Ho i risultati di un test statistico che indicano se un insieme di nodi ( es il gruppo di "_+v\_stat5a\_01_" e "_+v\_stat5b\_01_" nell'angolo in basso a destra della struttura) sono significativi o importanti .

Ho anche una funzione locale che posso usare con dendrapply() che trova il nodo esatto nel mio dendrogramma che contiene foglie significativi.

Vorrei che (seguendo l'esempio):

  1. Colore dei bordi che si uniscono "_+v\_stat5a\_01_" e "_+v\_stat5b\_01_"; o,
  2. Disegnare un rect() intorno "_+v\_stat5a\_01_" e "_+v\_stat5b\_01_"
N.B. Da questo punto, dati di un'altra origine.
//! Axum router construction.
//!
//! [`build`] assembles the complete application router:
//! - Middleware layers (CORS, per-request trace-ID injection)
//! - Optional Swagger UI / OpenAPI spec endpoint (disable with `CODESAGE_ENABLE_SWAGGER=false`)
//! - Health / heartbeat route
//! - The chat page and the `/codesage` API

mod codesage;
pub mod doc;
mod health;

use axum::{middleware, Router};
use std::sync::Arc;
use utoipa_swagger_ui::SwaggerUi;

use crate::middleware::{cors, trace};
use crate::state::AppState;

/// Build the complete Axum [`Router`] for the application.
pub fn build(state: Arc<AppState>) -> Router {
    let mut app = Router::new()
        .merge(health::router())
        .merge(codesage::router());

    if state.config.enable_swagger {
        app = app.merge(SwaggerUi::new("/swagger-ui").url("/api-docs/openapi.json", doc::get_docs()));
    }

    app
        // Outermost layers execute first on the way in.
        .layer(cors::cors_layer(&state.config))
        .layer(middleware::from_fn(trace::trace_middleware))
        .with_state(state)
}

#[cfg(test)]
mod test {
    use super::*;
    use crate::state::test::test_state;
    use axum::body::Body;
    use axum::http::{Request, StatusCode};
    use http_body_util::BodyExt;
    use tower::ServiceExt;

    #[tokio::test]
    async fn trace_id_is_echoed() {
        let app = build(test_state("http://127.0.0.1:9"));
        let id = "6f9619ff-8b86-d011-b42d-00cf4fc964ff";
        let resp = app
            .oneshot(
                Request::builder()
                    .uri("/health")
                    .header(trace::X_TRACE_ID, id)
                    .body(Body::empty())
                    .unwrap(),
            )
            .await
            .unwrap();
        assert_eq!(resp.status(), StatusCode::OK);
        assert_eq!(resp.headers()[trace::X_TRACE_ID], id);
    }

    #[tokio::test]
    async fn swagger_spec_lists_generate() {
        let app = build(test_state("http://127.0.0.1:9"));
        let resp = app
            .oneshot(Request::get("/api-docs/openapi.json").body(Body::empty()).unwrap())
            .await
            .unwrap();
        assert_eq!(resp.status(), StatusCode::OK);
        let bytes = resp.into_body().collect().await.unwrap().to_bytes();
        let spec: serde_json::Value = serde_json::from_slice(&bytes).unwrap();
        assert!(spec["paths"]["/codesage/generate"]["post"].is_object());
    }
}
Ho la seguente funzione locale (i dettagli dei "nodi-in-leafList match-nodi-in-clusterList" condizione non sono importanti, ma che mette in evidenza i nodi significativi):

markSignificantClusters <<- function (n) {
  if (!is.leaf(n)) {
     a <- attributes(n)
     leafList <- unlist(dendrapply(n, listLabels))
     for (clusterIndex in 1:length(significantClustersList[[1]])) {
       clusterList <- unlist(significantClustersList[[1]][clusterIndex])
       if (nodes-in-leafList-match-nodes-in-clusterList) {
          # I now have a node "n" that contains significant leaves, and
          # I'd like to use a dendrapply() call to another local function
          # which colors the edges that run down to the leaves; or, draw
          # a rect() around the leaves
       }
     }
  }
}

Da all'interno di questo blocco if, ho provato a chiamare dendrapply(n, markEdges), ma questo non ha funzionato:

markEdges <<- function (n) {
  a <- attributes(n)
  attr(n, "edgePar") <- c(a$edgePar, list(lty=3, col="red"))
}

Nel mio esempio ideale, i bordi di collegamento "_+v\_stat5a\_01_" e "_+v\_stat5b\_01_" sarebbe tratteggiato e di colore rosso.
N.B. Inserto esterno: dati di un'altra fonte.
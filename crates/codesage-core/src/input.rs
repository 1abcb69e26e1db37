//! Input boundary: length limits, submit gating and the paste heuristic.

use std::sync::LazyLock;

use regex::Regex;

use crate::error::PipelineError;

/// Hard limit on prompt length, in characters.
pub const MAX_PROMPT_CHARS: usize = 8000;

/// Character count above which the input counter shows a warning.
pub const SOFT_LIMIT_CHARS: usize = 3500;

/// Pasted text with more lines than this is treated as code.
const CODE_LINE_THRESHOLD: usize = 5;

static CODE_PATTERNS: LazyLock<Vec<Regex>> = LazyLock::new(|| {
    [
        r"(?m)^\s*(function|class|import|export|const|let|var)\s+",
        r"[{}()<>;=]",
        r"(?m)^\s*//|/\*|\*/|#",
    ]
    .into_iter()
    .map(|p| Regex::new(p).unwrap())
    .collect()
});

/// Trim `input` and check it against the prompt limits.
///
/// Returns the trimmed prompt that should be submitted.
pub fn validate_prompt(input: &str) -> Result<&str, PipelineError> {
    let prompt = input.trim();
    if prompt.is_empty() {
        return Err(PipelineError::InvalidInput("prompt must not be empty".into()));
    }
    let chars = prompt.chars().count();
    if chars > MAX_PROMPT_CHARS {
        return Err(PipelineError::InvalidInput(format!(
            "prompt too long ({chars} characters); maximum is {MAX_PROMPT_CHARS}"
        )));
    }
    Ok(prompt)
}

/// Whether the submit action is enabled for `input`.
pub fn submit_enabled(input: &str, busy: bool) -> bool {
    !busy && !input.trim().is_empty()
}

/// Character counter shown next to the input field.
#[derive(Debug, Clone, Copy, PartialEq, Eq)]
pub struct InputStatus {
    pub chars: usize,
    pub near_limit: bool,
    pub over_limit: bool,
}

impl InputStatus {
    pub fn of(input: &str) -> Self {
        let chars = input.chars().count();
        Self {
            chars,
            near_limit: chars > SOFT_LIMIT_CHARS,
            over_limit: chars > MAX_PROMPT_CHARS,
        }
    }
}

/// Best-effort guess whether pasted text is source code.
///
/// False positives and negatives are expected; plain prose containing an
/// `=` or a `#` will be treated as code.
pub fn looks_like_code(text: &str) -> bool {
    CODE_PATTERNS.iter().any(|re| re.is_match(text))
        || text.split('\n').count() > CODE_LINE_THRESHOLD
}

/// Wrap pasted text in a bare code fence when it looks like code.
pub fn wrap_pasted(text: &str) -> String {
    if looks_like_code(text) {
        format!("```\n{text}\n```")
    } else {
        text.to_owned()
    }
}

// ── Tests ──────────────────────────────────────────────────────────────────────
Inoltre ho provato usando rect.hclust() all'interno di questo blocco if:

ma <- match(leafList, orderedLabels)  
rect.hclust(scoreClusterObj, h = a$height, x = c(min(ma), max(ma)), border = 2)

Ma il risultato non funziona con dendrogrammi orizzontali ( cioè. dendrogrammi con le etichette orizzontali). Ecco un esempio (notare la striscia rossa nell'angolo in basso a destra) . Qualcosa non è corretta circa le dimensioni di ciò che rect.hclust() genera, e non so come funziona, per essere in grado di scrivere la mia versione.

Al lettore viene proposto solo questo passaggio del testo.